In a June 6, 2012 conference call posted on the anti-union National Federation of Independent Business’s website, Republican presidential candidate Mitt Romney instructed employers to tell their employees how to vote in the upcoming election.
Romney was addressing a group of self-described “small-business owners.” Twenty-six minutes into the call, after making a lengthy case that President Obama’s first term has been bad for business, Romney said:
I hope you make it very clear to your employees what you believe is in the best interest of your enterprise and therefore their job and their future in the upcoming elections. And whether you agree with me or you agree with President Obama, or whatever your political view, I hope, I hope you pass those along to your employees.
The call raises the question of whether the Romney campaign is complicit in the corporate attempts to influence employees’ votes that have been recently making headlines. On Sunday, In These Times broke the news that Koch Industries mailed at least 45,000 employees a voter information packet that included a flyer endorsing Romney and a letter warning, “Many of our more than 50,000 U.S. employees and contractors may suffer the consequences [of a bad election result], including higher gasoline prices, runaway inflation, and other ills.” Last week, Gawker obtained an email in which the CEO of Westgate Resorts, Florida billionaire David Siegel, informed his 7,000 employees that an Obama victory would likely lead to layoffs at his company. This week, MSNBC’s Up with Chris Hayes unveiled an email by ASG Software Solutions CEO Arthur Allen in which he, too, warned employees that an Obama second term would spell layoffs.
In the June call, Romney went on to reassure his audience that it is perfectly legal for them to talk to their employees about how to vote:
Nothing illegal about you talking to your employees about what you believe is best for the business, because I think that will figure into their election decision, their voting decision and of course doing that with your family and your kids as well.
He’s correct that such speech is now legal for the first time ever, thanks to the Citizen United ruling, which overturned previous Federal Election Commission laws that prohibited employers from political campaigning among employees.
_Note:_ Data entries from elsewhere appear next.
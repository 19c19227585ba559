//! WebSocket transport over tokio-tungstenite.
//!
//! [`WsTransport::prepare`] validates the URL and returns the transport half
//! (what the connection writes to) and a [`WsDriver`] (the task that opens the
//! socket and reports its lifecycle). The transport exists before the socket
//! does; frames sent early wait in the writer queue.
//!
//! # Example
//!
//! ```ignore
//! let (transport, driver) = WsTransport::prepare("ws://127.0.0.1:8080")?;
//! let dispatcher = conn.attach(Arc::new(transport));
//! tokio::spawn(driver.run(dispatcher));
//! ```

use bytes::Bytes;
use futures_util::{Stream, StreamExt};
use tokio_tungstenite::tungstenite::client::IntoClientRequest;
use tokio_tungstenite::tungstenite::handshake::client::Request;
use tokio_tungstenite::tungstenite::{self, Message as WsMessage};

use super::Transport;
use crate::bus::CloseInfo;
use crate::dispatcher::{Dispatcher, Frame, TransportEvent};
use crate::error::{BridgeError, Result};
use crate::writer::{spawn_writer_task, OutboundQueue, WriterHandle};

/// Close code when the peer sent a close frame without a status.
const NO_STATUS_CODE: u16 = 1005;

/// Write side of a WebSocket connection.
#[derive(Debug, Clone)]
pub struct WsTransport {
    writer: WriterHandle,
}

/// Opens the socket and pumps its events into a [`Dispatcher`].
#[derive(Debug)]
pub struct WsDriver {
    url: String,
    request: Request,
    queue: OutboundQueue,
}

impl WsTransport {
    /// Validate `url` and create the transport and its driver.
    pub fn prepare(url: &str) -> Result<(WsTransport, WsDriver)> {
        let request = url
            .into_client_request()
            .map_err(|e| BridgeError::InvalidUrl(format!("{}: {}", url, e)))?;
        let (writer, queue) = WriterHandle::channel();

        Ok((
            WsTransport { writer },
            WsDriver {
                url: url.to_string(),
                request,
                queue,
            },
        ))
    }
}

impl Transport for WsTransport {
    fn send_text(&self, frame: String) -> Result<()> {
        self.writer.send(frame)
    }

    fn close(&self) {
        self.writer.close();
    }
}

impl WsDriver {
    /// The URL this driver connects to.
    pub fn url(&self) -> &str {
        &self.url
    }

    /// Connect, then report open/message/error/close until the socket ends.
    pub async fn run(self, dispatcher: Dispatcher) {
        let WsDriver {
            url,
            request,
            queue,
        } = self;

        tracing::debug!(%url, "connecting");
        let stream = match tokio_tungstenite::connect_async(request).await {
            Ok((stream, _response)) => stream,
            Err(e) => {
                tracing::error!(%url, error = %e, "WebSocket connect failed");
                dispatcher.handle(TransportEvent::Error(e.to_string()));
                dispatcher.handle(TransportEvent::Close(CloseInfo::abnormal(e.to_string())));
                return;
            }
        };

        let (sink, stream) = stream.split();
        let writer = spawn_writer_task(queue, sink);

        dispatcher.handle(TransportEvent::Open);
        let close = read_loop(stream, &dispatcher).await;
        writer.abort();

        tracing::debug!(%url, code = close.code, reason = %close.reason, "socket closed");
        dispatcher.handle(TransportEvent::Close(close));
    }
}

/// Feed inbound WebSocket messages to `dispatcher` until the stream ends.
///
/// Returns the close details. Read errors are reported as
/// [`TransportEvent::Error`] before returning.
pub async fn read_loop<S>(mut stream: S, dispatcher: &Dispatcher) -> CloseInfo
where
    S: Stream<Item = std::result::Result<WsMessage, tungstenite::Error>> + Unpin,
{
    while let Some(item) = stream.next().await {
        match item {
            Ok(WsMessage::Text(text)) => {
                dispatcher.handle(TransportEvent::Message(Frame::Text(text.to_string())));
            }
            Ok(WsMessage::Binary(data)) => {
                dispatcher.handle(TransportEvent::Message(Frame::Binary(Bytes::from(data))));
            }
            Ok(WsMessage::Close(frame)) => {
                return frame
                    .map(|cf| CloseInfo {
                        code: cf.code.into(),
                        reason: cf.reason.to_string(),
                    })
                    .unwrap_or(CloseInfo {
                        code: NO_STATUS_CODE,
                        reason: String::new(),
                    });
            }
            // Ping, pong, raw frames
            Ok(_) => {}
            Err(e) => {
                tracing::warn!(error = %e, "WebSocket read error");
                dispatcher.handle(TransportEvent::Error(e.to_string()));
                return CloseInfo::abnormal(e.to_string());
            }
        }
    }

    CloseInfo::abnormal("stream ended")
}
In the post-Citizens United era, “there is not much political protection for at-will employees in the private sector workplace,” explains University of Marquette Law Professor Paul Secunda, a pro-union labor lawyer. “It is conceivable, under the current legal regime, that an employer like Koch could actually get away with forcing his employees, on pains of termination, to campaign for a given candidate or political party.”
Romney provided his call audience with a number of talking points to relay to their employees:
I particularly think that our young kids–and when I say young, I mean college-age and high-school age–they need to understand that America runs on a strong and vibrant business [sic] … and that we need more business growing and thriving in this country. They need to understand that what the president is doing by borrowing a trillion dollars more each year than what we spend is running up a credit card that they’re going to have to pay off and that their future is very much in jeopardy by virtue of the policies that the president is putting in place. So I need you to get out there and campaign.
Beyond Romney’s statements on the call, it’s unclear whether his election operation is actively coordinating workplace campaigning by businesses. Romney press secretary Andrea Saul did not respond to In These Times’ request for comment.
However, the conference call raises troubling questions about what appears to be a growing wave of workplace political pressure unleashed by Citizens United.